If you’ve never gotten fast food after leaving a bar late at night (or, more correctly, early in the morning) I’d highly recommend it. I’ve never been sure if it’s the intoxication, the tiredness, or the unusual hour that makes post-pub falafel taste like heaven, but somehow after I go out drinking with my lab mates the food always just is better. I had resigned myself to the mysterious joy of 2 a.m. poutine remaining just that, a mystery. But last Christmas my grandfather took me by the shoulders and with odd earnest asked me to write an article finding out if alcohol is an appetite stimulant. Well, Grandpa, it may have taken seven months, but here it is! Let’s take a look at the evidence for alcohol as an appetite stimulant.
While we don’t tend to think of alcohol as a source of energy, it does provide 7 kcal of energy per gram, making it more energy-dense than carbohydrates or protein (which are 4 kcal/g).
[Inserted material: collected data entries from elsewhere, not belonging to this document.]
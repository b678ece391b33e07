use std::net::SocketAddr;
use std::sync::Arc;
use std::time::Duration;

use axum::http::header::{AUTHORIZATION, CONTENT_TYPE};
use axum::http::{HeaderName, Method, StatusCode};
use axum::Router;
use tower_http::catch_panic::CatchPanicLayer;
use tower_http::cors::CorsLayer;
use tower_http::request_id::{MakeRequestUuid, PropagateRequestIdLayer, SetRequestIdLayer};
use tower_http::timeout::TimeoutLayer;
use tower_http::trace::{DefaultMakeSpan, DefaultOnResponse, TraceLayer};
use tracing::Level;
use tracing_subscriber::{layer::SubscriberExt, util::SubscriberInitExt};

use catalog_api::config::{LogFormat, ServerConfig};
use catalog_api::{routes, state};

use state::AppState;

#[tokio::main]
async fn main() {
    dotenvy::dotenv().ok();

    // --- Configuration ---
    // Loaded before tracing so LOG_FORMAT can pick the output layer.
    let config = ServerConfig::from_env();

    // --- Tracing ---
    let json_logs = config.log_format == LogFormat::Json;
    tracing_subscriber::registry()
        .with(
            tracing_subscriber::EnvFilter::try_from_default_env()
                .unwrap_or_else(|_| "catalog_api=debug,catalog_db=debug,tower_http=debug".into()),
        )
        .with(json_logs.then(|| tracing_subscriber::fmt::layer().json()))
        .with((!json_logs).then(|| tracing_subscriber::fmt::layer()))
        .init();

    tracing::info!(
        host = %config.host,
        port = %config.port,
        token_verification = config.jwt.verifies_tokens(),
        "Loaded server configuration",
    );

    // --- Database ---
    let database_url = std::env::var("DATABASE_URL").expect("DATABASE_URL must be set");

    let pool = catalog_db::create_pool(&database_url, config.db_max_connections)
        .await
        .expect("Failed to connect to database");
    tracing::info!(max_connections = config.db_max_connections, "Database connection pool created");

    catalog_db::health_check(&pool)
        .await
        .expect("Database health check failed");
    tracing::info!("Database health check passed");

    catalog_db::run_migrations(&pool)
        .await
        .expect("Failed to run database migrations");
    tracing::info!("Database migrations applied");

    // --- CORS ---
    let cors = build_cors_layer(&config);

    // --- App state ---
    let state = AppState {
        pool: pool.clone(),
        config: Arc::new(config.clone()),
    };

    // --- Request ID header name ---
    let request_id_header = HeaderName::from_static("x-request-id");

    // --- Router ---
    let app = Router::new()
        // Health check at root level (not under /api/v1).
        .merge(routes::health::router())
        .nest("/api/v1", routes::api_routes())
        // -- Middleware stack (applied bottom-up) --
        .layer(CatchPanicLayer::new())
        .layer(TimeoutLayer::with_status_code(
            StatusCode::REQUEST_TIMEOUT,
            Duration::from_secs(config.request_timeout_secs),
        ))
        .layer(PropagateRequestIdLayer::new(request_id_header.clone()))
        .layer(
            TraceLayer::new_for_http()
                .make_span_with(DefaultMakeSpan::new().level(Level::INFO))
                .on_response(DefaultOnResponse::new().level(Level::INFO)),
        )
        .layer(SetRequestIdLayer::new(request_id_header, MakeRequestUuid))
        .layer(cors)
        .with_state(state);

    // --- Start server ---
    let addr = SocketAddr::new(
        config.host.parse().expect("Invalid HOST address"),
        config.port,
    );
    tracing::info!(%addr, "Starting server");

    let listener = tokio::net::TcpListener::bind(addr)
        .await
        .expect("Failed to bind to address");

    axum::serve(listener, app)
        .with_graceful_shutdown(shutdown_signal())
        .await
        .expect("Server error");

    tracing::info!("Server stopped accepting connections, closing database pool");
    pool.close().await;
    tracing::info!("Graceful shutdown complete");
}

/// Wait for SIGINT (Ctrl-C) or, on Unix, SIGTERM.
async fn shutdown_signal() {
    let ctrl_c = async {
        tokio::signal::ctrl_c()
            .await
            .expect("Failed to install Ctrl-C handler");
    };

    #[cfg(unix)]
    let terminate = async {
        tokio::signal::unix::signal(tokio::signal::unix::SignalKind::terminate())
            .expect("Failed to install SIGTERM handler")
            .recv()
            .await;
    };

    #[cfg(not(unix))]
    let terminate = std::future::pending::<()>();

    tokio::select! {
        () = ctrl_c => {
            tracing::info!("Received SIGINT (Ctrl-C), starting graceful shutdown");
        }
        () = terminate => {
            tracing::info!("Received SIGTERM, starting graceful shutdown");
        }
    }
}

/// Build the CORS middleware layer from server configuration.
///
/// Panics at startup if any configured origin is invalid.
fn build_cors_layer(config: &ServerConfig) -> CorsLayer {
    let origins: Vec<_> = config
        .cors_origins
        .iter()
        .map(|o| {
            o.parse()
                .unwrap_or_else(|e| panic!("Invalid CORS origin '{o}': {e}"))
        })
        .collect();

    CorsLayer::new()
        .allow_origin(origins)
        .allow_methods([
            Method::GET,
            Method::POST,
            Method::PUT,
            Method::DELETE,
            Method::PATCH,
        ])
        .allow_headers([CONTENT_TYPE, AUTHORIZATION])
        .allow_credentials(true)
        .max_age(Duration::from_secs(3600))
}
pub mod location;
pub mod part;
pub mod search;
pub mod vehicle;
Of macronutrients, only fats, at 9 kcal/g are denser. Of course, if you’ve ever glanced at the back of a beer bottle, you likely already know that alcoholic drinks can pack a serious caloric punch. Even if you avoid the sugars, flavors, and other ingredients in alcoholic drinks by having straight vodka, one jigger (1.5 fluid ounces) still comes in at almost 100 calories.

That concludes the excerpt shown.